= Beginning of Section =

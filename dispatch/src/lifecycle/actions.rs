//! Actions accepted by the ride lifecycle reducer.

use ride_dispatch_core::identity::Actor;
use ride_dispatch_core::ride::Fare;

/// A requested change to one ride.
#[derive(Clone, Debug, PartialEq)]
pub enum RideAction {
    /// `offered → consented`, by the bound driver.
    Accept {
        /// Who is accepting
        actor: Actor,
        /// Answer from the onboarding/payment collaborator
        payment_ready: bool,
    },

    /// `consented → enroute`, by the bound rider.
    Consent {
        /// Who is consenting
        actor: Actor,
    },

    /// `enroute → ontrip`, by the bound driver.
    Start {
        /// Who is starting the trip
        actor: Actor,
    },

    /// `ontrip → completed`, by the bound driver.
    Complete {
        /// Who is completing the trip
        actor: Actor,
        /// Settled fare, if reported
        fare: Option<Fare>,
    },

    /// Persist `offered → expired` for a lapsed offer.
    Expire,

    /// Grant rider consent once the grace period after acceptance has passed.
    AutoConsent,
}

impl RideAction {
    /// Operation name used in errors and logs.
    #[must_use]
    pub const fn name(&self) -> &'static str {
        match self {
            Self::Accept { .. } => "accept",
            Self::Consent { .. } => "consent",
            Self::Start { .. } => "start",
            Self::Complete { .. } => "complete",
            Self::Expire => "expire",
            Self::AutoConsent => "auto_consent",
        }
    }
}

= End of Section =

Give the listing again, exactly as it was written.

filename dispatch/src/lifecycle/actions.rs
//! Actions accepted by the ride lifecycle reducer.

use ride_dispatch_core::identity::Actor;
use ride_dispatch_core::ride::Fare;

/// A requested change to one ride.
#[derive(Clone, Debug, PartialEq)]
pub enum RideAction {
    /// `offered → consented`, by the bound driver.
    Accept {
        /// Who is accepting
        actor: Actor,
        /// Answer from the onboarding/payment collaborator
        payment_ready: bool,
    },

    /// `consented → enroute`, by the bound rider.
    Consent {
        /// Who is consenting
        actor: Actor,
    },

    /// `enroute → ontrip`, by the bound driver.
    Start {
        /// Who is starting the trip
        actor: Actor,
    },

    /// `ontrip → completed`, by the bound driver.
    Complete {
        /// Who is completing the trip
        actor: Actor,
        /// Settled fare, if reported
        fare: Option<Fare>,
    },

    /// Persist `offered → expired` for a lapsed offer.
    Expire,

    /// Grant rider consent once the grace period after acceptance has passed.
    AutoConsent,
}

impl RideAction {
    /// Operation name used in errors and logs.
    #[must_use]
    pub const fn name(&self) -> &'static str {
        match self {
            Self::Accept { .. } => "accept",
            Self::Consent { .. } => "consent",
            Self::Start { .. } => "start",
            Self::Complete { .. } => "complete",
            Self::Expire => "expire",
            Self::AutoConsent => "auto_consent",
        }
    }
}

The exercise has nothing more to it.